Overwhelmed by what? Where? How?

The answer is, either perhaps yes and no.

"Perhaps yes" in that the most logical location for conflict is the Taiwan straits. The United States supports Taiwan, but it's thousands of miles from the US, and not nearly as far from the Chinese mainland. It also only has a population of 23 Million people, compared to the PRC's population of well over a Billion. In the mid-90s there was a flare-up over Taiwan and the United States starred the PRC down from using military force with the threat of blunt and over-powering force projected in a way that China would not be able to answer. Now, I doubt whether or not the United States has that ability, if only because the Chinese government has modernized its forces to 90s level technology, making the cost to the United States to defend Taiwan far outweigh the benefits.

No, in that there will certainly not be a world-shattering, balls-to-the-wall conflict between the United States and China, and even if there was one China would in no way be able to "overwhelm" the United States insurmountable military might.
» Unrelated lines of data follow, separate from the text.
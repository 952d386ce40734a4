//! Config command handler

use crate::args::ConfigSubcommand;
use nu_transcript::config::Config;
use nu_transcript::info;
use std::io::{self, BufRead, Write};

/// Dispatch config subcommands
///
/// # Errors
/// Returns a printable message if a key is unknown, a value is invalid, or
/// the config file cannot be written or removed
pub fn run(
    subcommand: Option<ConfigSubcommand>,
    config: &mut Config,
    defaults: &Config,
) -> Result<(), String> {
    match subcommand {
        None => show(config, None),
        Some(ConfigSubcommand::Get { key }) => show(config, key.as_deref()),
        Some(ConfigSubcommand::Set { key, value }) => {
            config.set(&key, &value)?;
            persist(config)?;
            println!("✓ Set {key} = {value}");
            Ok(())
        }
        Some(ConfigSubcommand::Unset { key }) => {
            config.unset(&key, defaults)?;
            persist(config)?;
            println!("✓ Reset {key} to default");
            Ok(())
        }
        Some(ConfigSubcommand::Reset) => reset(&mut io::stdin().lock()),
    }
}

fn show(config: &Config, key: Option<&str>) -> Result<(), String> {
    let Some(key) = key else {
        println!("\n=== Configuration ===\n");
        print!("{config}");
        println!("\nConfig file: {}", Config::get_config_file_path().display());
        return Ok(());
    };

    config
        .get(key)
        .map(|value| println!("{value}"))
        .ok_or_else(|| format!("Unknown config key: '{key}'"))
}

fn persist(config: &Config) -> Result<(), String> {
    config
        .save()
        .map_err(|e| format!("Failed to save config: {e}"))?;
    info!(
        "Config saved to {}",
        Config::get_config_file_path().display()
    );
    Ok(())
}

fn reset<R: BufRead>(input: &mut R) -> Result<(), String> {
    if !Config::get_config_file_path().exists() {
        println!("✓ Config is already at defaults");
        return Ok(());
    }

    print!("Are you sure you want to reset config to defaults? (y/n): ");
    io::stdout().flush().ok();

    if !confirmed(input) {
        println!("✗ Reset cancelled");
        return Ok(());
    }

    Config::reset().map_err(|e| format!("Failed to remove config file: {e}"))?;
    println!("✓ Config reset to defaults");
    Ok(())
}

/// Read one line and accept `y` or `yes` (case-insensitive)
fn confirmed<R: BufRead>(input: &mut R) -> bool {
    let mut response = String::new();
    if input.read_line(&mut response).is_err() {
        return false;
    }
    let response = response.trim();
    response.eq_ignore_ascii_case("y") || response.eq_ignore_ascii_case("yes")
}

#[cfg(test)]
mod tests {
    use super::*;
    use std::io::Cursor;

    #[test]
    fn test_confirmation_answers() {
        assert!(confirmed(&mut Cursor::new("y\n")));
        assert!(confirmed(&mut Cursor::new("YES\n")));
        assert!(!confirmed(&mut Cursor::new("n\n")));
        assert!(!confirmed(&mut Cursor::new("")));
    }

    #[test]
    fn test_show_unknown_key() {
        let config = Config::from_defaults();
        assert!(show(&config, Some("nope")).is_err());
        assert!(show(&config, Some("max_line_length")).is_ok());
    }
}
//! One-decimal GPA formatting

use std::fmt;

/// GPA stored as an integer scaled by 100 (e.g., 242 for 2.42)
///
/// Displays as `I.D`, rounding the hundredths digit half up and carrying a
/// rounded-up `.9` into the integer part.
#[derive(Debug, Clone, Copy, PartialEq, Eq, PartialOrd, Ord)]
pub struct Gpa(u64);

impl Gpa {
    /// Wrap a GPA scaled by 100
    #[must_use]
    pub const fn new(gpa100: u64) -> Self {
        Self(gpa100)
    }

    /// Integer part and single rounded decimal digit
    #[must_use]
    pub const fn rounded(self) -> (u64, u64) {
        let mut integer = self.0 / 100;
        let mut tenths = self.0 % 100 / 10;
        if self.0 % 10 >= 5 {
            tenths += 1;
        }
        if tenths == 10 {
            tenths = 0;
            integer += 1;
        }
        (integer, tenths)
    }
}

impl fmt::Display for Gpa {
    fn fmt(&self, f: &mut fmt::Formatter<'_>) -> fmt::Result {
        let (integer, tenths) = self.rounded();
        write!(f, "{integer}.{tenths}")
    }
}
I would like to add that I very much doubt the Chinese ever will be able to overwhelm the United States due to a number of internal demographic and economic factors, and that even if it could I very much doubt that it would want to. The US and PRC are tied at the hip, and while they might quarrel and disagree, are bound together economically and practically for the far foreseeable future.
Very likely.

But while I think it would be a terrible idea for everyone involved if China and the US started thinking of each other as enemies, I don't see anything wrong with the two countries perceiving each other as rivals, in the sense that, say, Britain and France were rivals during the Victorian era. Britain and France often planned their militaries with an eye to being able to fight each other, and they routinely competed for influence in other parts of the world, but they were also capable of cooperating with each other and there was a strong layer of mutual respect and cultural exchange between the two nations: they were rivals who took each other seriously and respected each other enough that they wouldn't try stupid stunts against each other.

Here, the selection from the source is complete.